• Record set:

◇ ◇ ◇

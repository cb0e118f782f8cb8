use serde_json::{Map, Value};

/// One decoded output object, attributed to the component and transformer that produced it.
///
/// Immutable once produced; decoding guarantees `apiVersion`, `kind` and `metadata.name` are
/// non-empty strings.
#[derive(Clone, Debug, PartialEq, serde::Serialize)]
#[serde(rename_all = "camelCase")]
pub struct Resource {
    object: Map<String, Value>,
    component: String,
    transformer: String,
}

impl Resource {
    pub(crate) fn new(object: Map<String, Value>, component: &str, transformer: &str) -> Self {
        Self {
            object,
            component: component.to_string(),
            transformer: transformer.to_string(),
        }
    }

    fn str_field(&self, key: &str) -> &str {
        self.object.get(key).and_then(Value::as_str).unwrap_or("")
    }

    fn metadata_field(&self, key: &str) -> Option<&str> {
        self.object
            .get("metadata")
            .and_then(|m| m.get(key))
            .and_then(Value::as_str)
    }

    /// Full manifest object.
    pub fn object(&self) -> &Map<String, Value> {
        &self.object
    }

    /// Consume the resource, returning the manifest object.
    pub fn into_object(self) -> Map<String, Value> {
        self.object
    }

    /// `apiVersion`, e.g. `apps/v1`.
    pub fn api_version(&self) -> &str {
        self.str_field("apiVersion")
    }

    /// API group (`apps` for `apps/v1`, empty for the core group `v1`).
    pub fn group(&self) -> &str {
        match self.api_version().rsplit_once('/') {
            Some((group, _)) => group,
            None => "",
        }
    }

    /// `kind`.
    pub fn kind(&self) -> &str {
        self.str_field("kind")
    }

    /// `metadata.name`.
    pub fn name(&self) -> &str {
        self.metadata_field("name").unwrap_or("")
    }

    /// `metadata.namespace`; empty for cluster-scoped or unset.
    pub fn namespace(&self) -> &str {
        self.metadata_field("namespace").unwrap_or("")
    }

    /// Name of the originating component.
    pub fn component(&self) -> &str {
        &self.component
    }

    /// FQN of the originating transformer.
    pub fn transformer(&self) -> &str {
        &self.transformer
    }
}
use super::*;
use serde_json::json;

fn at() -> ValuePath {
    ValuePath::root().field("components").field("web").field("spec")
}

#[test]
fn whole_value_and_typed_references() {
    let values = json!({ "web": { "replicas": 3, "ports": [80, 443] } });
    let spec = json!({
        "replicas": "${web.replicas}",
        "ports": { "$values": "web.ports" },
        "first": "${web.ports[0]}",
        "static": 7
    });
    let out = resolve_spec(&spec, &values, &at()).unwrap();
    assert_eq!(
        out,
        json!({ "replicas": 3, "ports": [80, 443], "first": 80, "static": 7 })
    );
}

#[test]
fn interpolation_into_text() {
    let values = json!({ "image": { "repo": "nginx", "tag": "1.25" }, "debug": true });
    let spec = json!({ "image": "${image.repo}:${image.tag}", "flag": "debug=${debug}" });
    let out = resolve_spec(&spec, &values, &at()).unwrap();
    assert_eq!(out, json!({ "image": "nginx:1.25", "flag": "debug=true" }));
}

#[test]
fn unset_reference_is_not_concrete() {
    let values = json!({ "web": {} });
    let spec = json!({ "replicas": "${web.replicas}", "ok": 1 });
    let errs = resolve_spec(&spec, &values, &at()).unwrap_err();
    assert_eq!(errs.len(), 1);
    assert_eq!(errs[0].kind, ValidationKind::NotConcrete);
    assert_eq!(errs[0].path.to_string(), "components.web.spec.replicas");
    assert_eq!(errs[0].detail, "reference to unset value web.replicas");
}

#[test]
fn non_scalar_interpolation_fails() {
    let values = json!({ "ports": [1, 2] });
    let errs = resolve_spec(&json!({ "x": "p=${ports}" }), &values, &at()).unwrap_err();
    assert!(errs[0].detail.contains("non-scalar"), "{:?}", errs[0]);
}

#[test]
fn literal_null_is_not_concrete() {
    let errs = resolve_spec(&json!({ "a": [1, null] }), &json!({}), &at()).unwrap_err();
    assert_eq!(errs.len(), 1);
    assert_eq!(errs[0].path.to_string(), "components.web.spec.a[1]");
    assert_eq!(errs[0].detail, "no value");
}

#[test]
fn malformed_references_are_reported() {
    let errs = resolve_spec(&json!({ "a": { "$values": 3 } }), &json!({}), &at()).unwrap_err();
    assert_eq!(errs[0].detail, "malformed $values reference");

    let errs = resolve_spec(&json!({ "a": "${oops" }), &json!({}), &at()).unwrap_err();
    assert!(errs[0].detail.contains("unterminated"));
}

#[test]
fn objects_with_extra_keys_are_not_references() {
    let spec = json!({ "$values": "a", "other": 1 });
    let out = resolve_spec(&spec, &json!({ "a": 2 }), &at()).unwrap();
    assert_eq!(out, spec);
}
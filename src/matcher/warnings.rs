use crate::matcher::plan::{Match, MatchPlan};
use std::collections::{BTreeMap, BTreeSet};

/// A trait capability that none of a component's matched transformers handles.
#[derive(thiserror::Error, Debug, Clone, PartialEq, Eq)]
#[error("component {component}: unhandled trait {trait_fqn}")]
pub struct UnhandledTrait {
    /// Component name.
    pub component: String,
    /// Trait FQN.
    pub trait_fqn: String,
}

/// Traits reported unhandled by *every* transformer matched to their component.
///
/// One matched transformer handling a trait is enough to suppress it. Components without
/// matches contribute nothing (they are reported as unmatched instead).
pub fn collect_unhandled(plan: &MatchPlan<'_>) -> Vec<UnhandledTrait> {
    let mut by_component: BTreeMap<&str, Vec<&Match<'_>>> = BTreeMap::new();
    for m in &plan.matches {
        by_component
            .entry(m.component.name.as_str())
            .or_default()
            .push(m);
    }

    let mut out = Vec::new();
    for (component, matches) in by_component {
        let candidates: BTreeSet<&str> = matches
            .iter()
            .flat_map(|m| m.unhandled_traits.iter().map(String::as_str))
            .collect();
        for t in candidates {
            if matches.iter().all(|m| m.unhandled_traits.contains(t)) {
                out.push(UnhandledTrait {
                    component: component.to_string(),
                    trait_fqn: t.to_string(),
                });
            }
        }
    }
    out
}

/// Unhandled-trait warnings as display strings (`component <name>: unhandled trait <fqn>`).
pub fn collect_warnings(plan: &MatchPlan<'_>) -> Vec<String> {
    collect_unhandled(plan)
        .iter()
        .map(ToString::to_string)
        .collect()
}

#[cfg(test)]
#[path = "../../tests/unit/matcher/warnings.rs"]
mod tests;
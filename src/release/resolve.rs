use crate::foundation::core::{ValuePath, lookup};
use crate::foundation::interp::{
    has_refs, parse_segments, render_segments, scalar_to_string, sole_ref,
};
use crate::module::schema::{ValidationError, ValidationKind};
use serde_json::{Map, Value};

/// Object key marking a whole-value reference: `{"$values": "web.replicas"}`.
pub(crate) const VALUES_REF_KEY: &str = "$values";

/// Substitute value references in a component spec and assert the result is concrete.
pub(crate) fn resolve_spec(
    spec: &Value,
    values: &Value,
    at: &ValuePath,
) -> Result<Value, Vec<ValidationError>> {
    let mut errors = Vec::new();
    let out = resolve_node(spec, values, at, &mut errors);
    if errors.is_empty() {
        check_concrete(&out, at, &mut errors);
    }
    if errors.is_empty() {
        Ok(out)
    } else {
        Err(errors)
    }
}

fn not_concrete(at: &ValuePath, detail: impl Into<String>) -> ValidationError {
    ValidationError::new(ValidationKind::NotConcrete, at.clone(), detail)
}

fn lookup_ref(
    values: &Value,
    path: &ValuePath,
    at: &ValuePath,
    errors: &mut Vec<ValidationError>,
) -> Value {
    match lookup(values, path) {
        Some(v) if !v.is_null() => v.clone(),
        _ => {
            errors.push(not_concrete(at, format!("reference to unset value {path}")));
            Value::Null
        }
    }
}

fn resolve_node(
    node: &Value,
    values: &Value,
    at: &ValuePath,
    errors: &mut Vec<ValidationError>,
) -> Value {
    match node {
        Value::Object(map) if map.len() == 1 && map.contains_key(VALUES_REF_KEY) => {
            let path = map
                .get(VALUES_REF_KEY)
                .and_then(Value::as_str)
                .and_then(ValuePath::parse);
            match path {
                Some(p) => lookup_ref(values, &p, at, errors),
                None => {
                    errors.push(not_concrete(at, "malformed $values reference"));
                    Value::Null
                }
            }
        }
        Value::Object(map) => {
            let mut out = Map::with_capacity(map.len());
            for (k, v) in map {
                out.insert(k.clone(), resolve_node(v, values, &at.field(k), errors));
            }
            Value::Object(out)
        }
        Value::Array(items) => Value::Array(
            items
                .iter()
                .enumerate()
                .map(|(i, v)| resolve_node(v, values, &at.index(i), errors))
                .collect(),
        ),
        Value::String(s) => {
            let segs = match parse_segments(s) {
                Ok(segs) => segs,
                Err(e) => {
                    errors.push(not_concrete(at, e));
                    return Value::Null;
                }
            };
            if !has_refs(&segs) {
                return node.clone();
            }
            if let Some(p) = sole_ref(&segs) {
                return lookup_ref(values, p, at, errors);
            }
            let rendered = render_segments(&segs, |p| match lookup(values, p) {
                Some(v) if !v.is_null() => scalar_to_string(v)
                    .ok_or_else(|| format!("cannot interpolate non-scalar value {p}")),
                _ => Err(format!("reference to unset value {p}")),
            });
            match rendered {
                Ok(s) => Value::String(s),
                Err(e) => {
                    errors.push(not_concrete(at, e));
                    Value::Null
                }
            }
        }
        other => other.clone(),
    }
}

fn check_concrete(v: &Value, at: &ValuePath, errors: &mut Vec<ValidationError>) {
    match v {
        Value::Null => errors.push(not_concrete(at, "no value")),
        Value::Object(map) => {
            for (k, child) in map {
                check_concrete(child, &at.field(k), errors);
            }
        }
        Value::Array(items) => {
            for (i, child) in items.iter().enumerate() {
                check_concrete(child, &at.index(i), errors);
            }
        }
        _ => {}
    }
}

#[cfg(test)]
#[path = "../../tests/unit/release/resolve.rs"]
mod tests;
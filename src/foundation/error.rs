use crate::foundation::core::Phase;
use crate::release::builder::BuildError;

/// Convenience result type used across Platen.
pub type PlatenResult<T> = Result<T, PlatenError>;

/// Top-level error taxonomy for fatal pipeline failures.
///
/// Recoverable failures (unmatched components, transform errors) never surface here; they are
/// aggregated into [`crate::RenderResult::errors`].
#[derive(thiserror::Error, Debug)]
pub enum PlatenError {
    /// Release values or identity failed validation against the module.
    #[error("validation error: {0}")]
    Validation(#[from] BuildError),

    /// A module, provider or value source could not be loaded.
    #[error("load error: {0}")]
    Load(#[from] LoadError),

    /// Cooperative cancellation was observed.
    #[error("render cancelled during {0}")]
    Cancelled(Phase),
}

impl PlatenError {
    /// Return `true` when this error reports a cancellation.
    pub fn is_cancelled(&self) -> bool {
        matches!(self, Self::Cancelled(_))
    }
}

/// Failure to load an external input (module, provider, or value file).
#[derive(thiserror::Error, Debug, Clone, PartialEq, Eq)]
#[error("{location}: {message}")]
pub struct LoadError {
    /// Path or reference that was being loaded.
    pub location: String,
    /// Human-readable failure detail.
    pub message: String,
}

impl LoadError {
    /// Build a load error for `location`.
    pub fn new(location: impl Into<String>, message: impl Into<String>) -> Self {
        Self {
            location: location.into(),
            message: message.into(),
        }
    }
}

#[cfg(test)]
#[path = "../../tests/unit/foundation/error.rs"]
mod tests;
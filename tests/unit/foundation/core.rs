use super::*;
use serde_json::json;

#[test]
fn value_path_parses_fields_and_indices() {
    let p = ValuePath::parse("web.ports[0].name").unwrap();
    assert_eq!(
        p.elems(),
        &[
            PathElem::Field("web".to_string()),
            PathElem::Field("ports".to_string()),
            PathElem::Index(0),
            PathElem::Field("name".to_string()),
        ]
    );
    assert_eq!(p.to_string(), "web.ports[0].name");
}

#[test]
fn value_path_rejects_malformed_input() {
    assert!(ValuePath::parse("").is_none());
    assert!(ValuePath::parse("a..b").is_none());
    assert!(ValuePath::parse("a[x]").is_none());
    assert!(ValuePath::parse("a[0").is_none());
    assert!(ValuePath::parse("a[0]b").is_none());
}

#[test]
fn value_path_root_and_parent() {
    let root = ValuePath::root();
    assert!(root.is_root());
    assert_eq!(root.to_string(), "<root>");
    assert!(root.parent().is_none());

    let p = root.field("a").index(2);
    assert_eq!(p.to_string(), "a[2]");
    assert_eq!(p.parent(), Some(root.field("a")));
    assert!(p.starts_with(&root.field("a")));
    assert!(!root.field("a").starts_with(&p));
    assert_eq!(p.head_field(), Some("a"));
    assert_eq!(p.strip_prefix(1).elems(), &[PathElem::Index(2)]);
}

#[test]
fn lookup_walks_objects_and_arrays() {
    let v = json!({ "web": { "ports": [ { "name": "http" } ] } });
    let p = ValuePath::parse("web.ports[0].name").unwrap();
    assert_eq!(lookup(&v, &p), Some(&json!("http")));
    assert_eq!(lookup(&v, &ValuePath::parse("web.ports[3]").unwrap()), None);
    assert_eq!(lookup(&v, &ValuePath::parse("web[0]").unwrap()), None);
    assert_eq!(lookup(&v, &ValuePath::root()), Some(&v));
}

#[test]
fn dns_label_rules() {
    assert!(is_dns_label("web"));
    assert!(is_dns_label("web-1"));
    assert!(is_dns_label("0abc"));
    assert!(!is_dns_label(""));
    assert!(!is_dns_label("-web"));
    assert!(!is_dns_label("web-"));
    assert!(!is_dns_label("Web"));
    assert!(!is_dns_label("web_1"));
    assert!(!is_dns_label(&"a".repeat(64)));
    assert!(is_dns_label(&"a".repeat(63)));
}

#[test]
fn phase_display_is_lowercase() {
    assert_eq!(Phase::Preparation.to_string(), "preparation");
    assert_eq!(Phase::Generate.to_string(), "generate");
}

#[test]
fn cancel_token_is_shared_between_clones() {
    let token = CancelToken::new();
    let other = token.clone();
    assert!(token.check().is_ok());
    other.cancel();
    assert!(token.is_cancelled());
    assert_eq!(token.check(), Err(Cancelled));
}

◇ ◇ ◇

• What the task requires: Copy out every line from the data above that has "manifest" in it.

• Task solution:
    /// Full manifest object.
    /// Consume the resource, returning the manifest object.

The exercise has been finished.